За годом год — одно и то же:
Меняет даты календарь,
Морщины бороздя на коже;
И вновь с полуночи январь
Сменил декабрьскую слякоть,
Ледок на лужах подновив…
А мне — смеяться, пить и плакать.
И задыхаться от любви.
Ох, любо, братцы, как же любо
Смеяться было в эту ночь —
До синевы сжимая губы,
Которым говорить невмочь —
И, как в песок, в сухую глотку
Вгонять шампанского глотки
И не хмелеть. И ясно, чётко —
Чуть суше разве? — бьёт в виски.
Год начался таким паденьем,
Что ниже невозможно пасть,
И болью — до осатаненья,
И самоистязаньем — всласть.
Свеча тихонько оседает,
В блаженный погружаясь сон.
Благослови, зима седая,
Всех тех, кто не был освящён.
Бенгальским росчерком блестящим
Был перечёркнут старый год
И начался год настоящий…
О, скуки он не принесёт!
[1]
Да уж. Скуки точно не было.
Понимая, что ещё немного, и его прорвёт, и никакой силы воли не хватит, чтобы остановить и удержать раскручивающуюся пружину, Юра тихонечко пошёл к выходу. Но, наверное, опоздал.
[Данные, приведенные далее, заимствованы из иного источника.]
use axum::{
    extract::{Path, Query, State},
    http::StatusCode,
    Json,
};
use tracing::info;

use crate::{
    db::{is_unique_violation, restaurant_repository::MenuUpsert},
    errors::AppError,
    models::{
        restaurant::{Menu, NewRestaurant, Restaurant, UpsertMenu},
        user::ROLE_ADMIN,
    },
    routes::{
        auth::{
            access::{authorize, can_manage_restaurant},
            session::AuthSession,
        },
        parse_id, DateQuery,
    },
    state::AppState,
};

const MSG_RESTAURANT_NOT_FOUND: &str = "restaurant not found";
const MSG_MENU_NOT_FOUND: &str = "menu not found";
const MSG_MENU_DATE_TAKEN: &str = "restaurant already has a menu for that date";

pub async fn list_restaurants(
    State(app_state): State<AppState>,
) -> Result<Json<Vec<Restaurant>>, AppError> {
    Ok(Json(app_state.restaurant_repo.list_restaurants().await?))
}

pub async fn get_restaurant(
    State(app_state): State<AppState>,
    Path(restaurant_id): Path<String>,
) -> Result<Json<Restaurant>, AppError> {
    let restaurant_id = parse_id(&restaurant_id)?;
    app_state
        .restaurant_repo
        .find_restaurant(restaurant_id)
        .await?
        .map(Json)
        .ok_or_else(|| AppError::NotFound(MSG_RESTAURANT_NOT_FOUND.into()))
}

pub async fn create_restaurant(
    State(app_state): State<AppState>,
    session: AuthSession,
    Json(payload): Json<NewRestaurant>,
) -> Result<(StatusCode, Json<Restaurant>), AppError> {
    if !authorize(&session.0, ROLE_ADMIN) {
        return Err(AppError::admin_only());
    }
    if payload.name.trim().is_empty() {
        return Err(AppError::InvalidInput("restaurant name is required".into()));
    }
    let owner = session.user_id()?;

    let restaurant = app_state
        .restaurant_repo
        .create_restaurant(owner, &payload)
        .await?;
    info!(restaurant_id = %restaurant.id, %owner, "restaurant created");
    Ok((StatusCode::CREATED, Json(restaurant)))
}

pub async fn delete_restaurant(
    State(app_state): State<AppState>,
    AuthSession(claims): AuthSession,
    Path(restaurant_id): Path<String>,
) -> Result<StatusCode, AppError> {
    if !authorize(&claims, ROLE_ADMIN) {
        return Err(AppError::admin_only());
    }
    let restaurant_id = parse_id(&restaurant_id)?;

    if !app_state
        .restaurant_repo
        .delete_restaurant(restaurant_id)
        .await?
    {
        return Err(AppError::NotFound(MSG_RESTAURANT_NOT_FOUND.into()));
    }
    info!(%restaurant_id, "restaurant deleted");
    Ok(StatusCode::NO_CONTENT)
}

pub async fn list_menus(
    State(app_state): State<AppState>,
    Path(restaurant_id): Path<String>,
) -> Result<Json<Vec<Menu>>, AppError> {
    let restaurant_id = parse_id(&restaurant_id)?;
    Ok(Json(
        app_state
            .restaurant_repo
            .list_menus_for_restaurant(restaurant_id)
            .await?,
    ))
}

pub async fn get_menu(
    State(app_state): State<AppState>,
    Path((restaurant_id, menu_id)): Path<(String, String)>,
) -> Result<Json<Menu>, AppError> {
    let restaurant_id = parse_id(&restaurant_id)?;
    let menu_id = parse_id(&menu_id)?;
    app_state
        .restaurant_repo
        .find_menu(restaurant_id, menu_id)
        .await?
        .map(Json)
        .ok_or_else(|| AppError::NotFound(MSG_MENU_NOT_FOUND.into()))
}

/// Creates the menu for (restaurant, date) or replaces its text. Vote counts
/// are never touched here.
pub async fn upsert_menu(
    State(app_state): State<AppState>,
    AuthSession(claims): AuthSession,
    Path(restaurant_id): Path<String>,
    Json(payload): Json<UpsertMenu>,
) -> Result<(StatusCode, Json<Menu>), AppError> {
    let restaurant_id = parse_id(&restaurant_id)?;
    let restaurant = app_state
        .restaurant_repo
        .find_restaurant(restaurant_id)
        .await?
        .ok_or_else(|| AppError::NotFound(MSG_RESTAURANT_NOT_FOUND.into()))?;

    if !can_manage_restaurant(&claims, &restaurant) {
        return Err(AppError::not_allowed());
    }

    let outcome = app_state
        .restaurant_repo
        .upsert_menu(restaurant_id, &payload)
        .await
        .map_err(|err| match err {
            sqlx::Error::RowNotFound => AppError::NotFound(MSG_MENU_NOT_FOUND.into()),
            err if is_unique_violation(&err) => AppError::Conflict(MSG_MENU_DATE_TAKEN.into()),
            other => AppError::from(other),
        })?;

    match outcome {
        MenuUpsert::Created(menu) => {
            info!(%restaurant_id, menu_id = %menu.id, date = %menu.date, "menu created");
            Ok((StatusCode::CREATED, Json(menu)))
        }
        MenuUpsert::Updated(menu) => {
            info!(%restaurant_id, menu_id = %menu.id, date = %menu.date, "menu updated");
            Ok((StatusCode::OK, Json(menu)))
        }
    }
}

/// All menus offered on `?date=` (today when absent).
pub async fn list_menus_by_date(
    State(app_state): State<AppState>,
    Query(query): Query<DateQuery>,
) -> Result<Json<Vec<Menu>>, AppError> {
    let date = query.or_today()?;
    Ok(Json(
        app_state.restaurant_repo.list_menus_by_date(date).await?,
    ))
}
Началось что-то вроде тихой истерики, не видимой никому постороннему. Такое с ним довольно часто случалось в юности, в основном от застенчивости, и принесло ему славу беспощадного бойца и не знающего страха идиота — прыгал с крыши на крышу через переулок, ходил по тонкой трубе, перекинутой через глубокий овраг, и по гребню десятиметрового рассыпающегося брандмауэра, нарывался на поножовщину… Что-то внутри гнало его, и он не мог этому противостоять; о произошедшем потом помнил плохо, как о странных снах, и всегда вспоминал с мучительным стыдом, даже если ничего постыдного не совершал. Видимо, нехорошо было от самого факта утраты контроля. С возрастом это почти прошло и вот уже несколько лет не случалось…
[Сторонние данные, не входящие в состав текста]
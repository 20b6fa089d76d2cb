#[cfg(test)]
pub mod mock_db;
pub mod postgres_restaurant_repository;
pub mod postgres_user_repository;
pub mod postgres_vote_repository;
pub mod restaurant_repository;
pub mod seed;
pub mod user_repository;
pub mod vote_repository;

use sqlx::{migrate::Migrator, postgres::PgPoolOptions, PgPool};

static MIGRATOR: Migrator = sqlx::migrate!("./migrations");

/// Postgres SQLSTATE for `unique_violation`.
pub const UNIQUE_VIOLATION: &str = "23505";
/// Postgres SQLSTATE for `foreign_key_violation`.
pub const FOREIGN_KEY_VIOLATION: &str = "23503";

fn has_sqlstate(err: &sqlx::Error, state: &str) -> bool {
    if let sqlx::Error::Database(db_err) = err {
        if let Some(code) = db_err.code() {
            return code == state;
        }
    }
    false
}

pub fn is_unique_violation(err: &sqlx::Error) -> bool {
    has_sqlstate(err, UNIQUE_VIOLATION)
}

pub fn is_foreign_key_violation(err: &sqlx::Error) -> bool {
    has_sqlstate(err, FOREIGN_KEY_VIOLATION)
}

pub async fn connect(database_url: &str, max_connections: u32) -> Result<PgPool, sqlx::Error> {
    let pool = PgPoolOptions::new()
        .max_connections(max_connections)
        .connect(database_url)
        .await?;

    sqlx::query("SELECT 1").execute(&pool).await?;
    Ok(pool)
}

pub async fn migrate(pool: &PgPool) -> Result<(), sqlx::migrate::MigrateError> {
    MIGRATOR.run(pool).await
}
Сейчас он обнаружил себя сидящим за деревянным столом, плотно окружённым людьми; было зверски накурено. Напротив сидела девица, вся в чёрном, с прямыми чёрными волосами, закрывающими пол-лица. Левая река его, как чужая, лежала ладонью вниз на столе, растопырив пальцы, а правая со скоростью швейной машинки вонзала в промежутки между пальцами нож. Рядом стояли шахматные часы. «Дзыннь!» — сказали они очень отчётливо; конёк упал. Юра высоко поднял нож. «Двести сорок, потом я сбился», — сказал кто-то за спиной. «Двести пятьдесят шесть», — сказал другой. Раздались аплодисменты. Юра сгрёб разбросанные по столу купюры.
— Спасибо, — сказал он девице. Та выглядела расстроенной. — Ну, извини. Долгие годы тренировок.
— Да ладно, — сказала та. — Рано или поздно — всегда проигрываешь.
— И не возразить, — согласился Юра. — Что будешь?